Dataset entries:
▼
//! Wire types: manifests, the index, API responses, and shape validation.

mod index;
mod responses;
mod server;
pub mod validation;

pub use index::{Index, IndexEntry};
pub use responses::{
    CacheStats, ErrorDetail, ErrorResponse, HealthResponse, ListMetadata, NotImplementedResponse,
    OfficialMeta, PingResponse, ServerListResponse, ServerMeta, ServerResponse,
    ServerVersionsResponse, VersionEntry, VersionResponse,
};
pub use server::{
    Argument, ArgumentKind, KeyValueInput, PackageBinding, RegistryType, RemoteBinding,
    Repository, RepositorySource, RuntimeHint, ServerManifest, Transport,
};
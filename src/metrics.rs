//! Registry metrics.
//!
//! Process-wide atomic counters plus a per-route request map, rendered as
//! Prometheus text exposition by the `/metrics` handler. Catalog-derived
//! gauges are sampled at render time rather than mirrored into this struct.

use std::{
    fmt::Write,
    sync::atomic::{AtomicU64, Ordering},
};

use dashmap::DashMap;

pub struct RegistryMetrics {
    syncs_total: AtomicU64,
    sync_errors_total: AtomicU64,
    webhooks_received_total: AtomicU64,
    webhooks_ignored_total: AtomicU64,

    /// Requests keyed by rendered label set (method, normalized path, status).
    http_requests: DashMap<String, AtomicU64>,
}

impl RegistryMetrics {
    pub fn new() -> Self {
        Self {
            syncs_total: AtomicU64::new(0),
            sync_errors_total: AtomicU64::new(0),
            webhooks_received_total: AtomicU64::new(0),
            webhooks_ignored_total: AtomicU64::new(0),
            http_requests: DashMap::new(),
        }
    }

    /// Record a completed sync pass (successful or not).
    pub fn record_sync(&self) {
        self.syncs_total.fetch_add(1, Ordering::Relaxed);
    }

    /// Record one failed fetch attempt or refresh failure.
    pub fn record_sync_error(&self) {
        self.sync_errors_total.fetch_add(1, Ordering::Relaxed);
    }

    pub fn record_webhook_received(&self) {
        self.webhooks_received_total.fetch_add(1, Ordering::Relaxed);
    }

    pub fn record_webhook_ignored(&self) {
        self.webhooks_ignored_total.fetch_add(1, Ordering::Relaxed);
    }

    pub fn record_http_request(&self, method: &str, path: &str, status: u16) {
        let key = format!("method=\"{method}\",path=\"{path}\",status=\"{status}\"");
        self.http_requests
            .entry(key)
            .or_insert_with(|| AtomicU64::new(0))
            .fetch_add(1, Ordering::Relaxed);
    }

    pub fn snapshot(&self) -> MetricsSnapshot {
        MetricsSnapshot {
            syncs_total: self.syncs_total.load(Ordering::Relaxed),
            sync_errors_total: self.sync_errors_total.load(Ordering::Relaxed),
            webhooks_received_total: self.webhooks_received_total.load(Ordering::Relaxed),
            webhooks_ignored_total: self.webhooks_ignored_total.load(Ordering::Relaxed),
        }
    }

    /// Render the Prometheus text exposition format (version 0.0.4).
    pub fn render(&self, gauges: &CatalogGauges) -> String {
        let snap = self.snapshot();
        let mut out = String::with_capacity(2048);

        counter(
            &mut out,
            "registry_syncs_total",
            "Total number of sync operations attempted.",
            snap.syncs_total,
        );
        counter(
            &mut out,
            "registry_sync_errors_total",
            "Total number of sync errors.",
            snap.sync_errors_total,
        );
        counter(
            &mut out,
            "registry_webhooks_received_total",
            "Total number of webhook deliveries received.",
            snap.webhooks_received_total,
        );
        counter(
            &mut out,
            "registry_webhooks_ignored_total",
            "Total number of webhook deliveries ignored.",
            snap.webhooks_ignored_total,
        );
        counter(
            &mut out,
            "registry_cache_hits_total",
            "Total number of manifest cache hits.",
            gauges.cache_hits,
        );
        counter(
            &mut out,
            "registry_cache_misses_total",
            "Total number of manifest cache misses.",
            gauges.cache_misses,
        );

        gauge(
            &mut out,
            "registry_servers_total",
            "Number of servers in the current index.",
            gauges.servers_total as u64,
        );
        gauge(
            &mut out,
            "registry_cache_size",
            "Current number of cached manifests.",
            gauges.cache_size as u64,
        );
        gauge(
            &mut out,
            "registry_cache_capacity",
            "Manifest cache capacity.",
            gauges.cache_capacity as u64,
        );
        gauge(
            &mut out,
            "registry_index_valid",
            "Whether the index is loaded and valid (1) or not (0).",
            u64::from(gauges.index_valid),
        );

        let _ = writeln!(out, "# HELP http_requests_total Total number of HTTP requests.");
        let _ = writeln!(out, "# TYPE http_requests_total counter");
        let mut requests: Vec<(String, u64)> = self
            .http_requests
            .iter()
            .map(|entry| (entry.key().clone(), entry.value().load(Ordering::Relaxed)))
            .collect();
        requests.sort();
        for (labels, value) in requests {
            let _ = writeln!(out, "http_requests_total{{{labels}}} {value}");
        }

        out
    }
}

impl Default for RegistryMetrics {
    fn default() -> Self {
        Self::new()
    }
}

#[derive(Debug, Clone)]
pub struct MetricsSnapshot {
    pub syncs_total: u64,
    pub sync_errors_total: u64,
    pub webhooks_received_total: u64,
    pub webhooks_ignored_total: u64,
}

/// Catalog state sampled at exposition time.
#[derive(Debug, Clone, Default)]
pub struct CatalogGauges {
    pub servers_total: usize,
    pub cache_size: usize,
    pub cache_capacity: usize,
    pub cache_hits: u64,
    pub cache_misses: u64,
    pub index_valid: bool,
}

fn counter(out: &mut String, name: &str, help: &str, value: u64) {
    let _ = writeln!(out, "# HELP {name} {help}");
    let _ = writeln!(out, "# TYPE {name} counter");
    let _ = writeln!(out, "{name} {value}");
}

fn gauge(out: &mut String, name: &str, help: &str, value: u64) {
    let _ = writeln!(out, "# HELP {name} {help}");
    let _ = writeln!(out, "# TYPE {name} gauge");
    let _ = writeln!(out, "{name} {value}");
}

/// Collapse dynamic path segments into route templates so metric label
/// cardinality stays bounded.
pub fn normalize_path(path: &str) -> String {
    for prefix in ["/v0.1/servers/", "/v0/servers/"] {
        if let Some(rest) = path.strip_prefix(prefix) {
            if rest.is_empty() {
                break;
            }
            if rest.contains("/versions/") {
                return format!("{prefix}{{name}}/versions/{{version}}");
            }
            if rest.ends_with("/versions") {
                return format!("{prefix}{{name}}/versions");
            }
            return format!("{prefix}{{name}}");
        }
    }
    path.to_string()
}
▲
§ **PROBLEM DESCRIPTION**
Wherever the string "responses" occurs in the records above, copy that line.

§ **RESPONSE BELOW**
//! Wire types: manifests, the index, API responses, and shape validation.
mod responses;
pub use responses::{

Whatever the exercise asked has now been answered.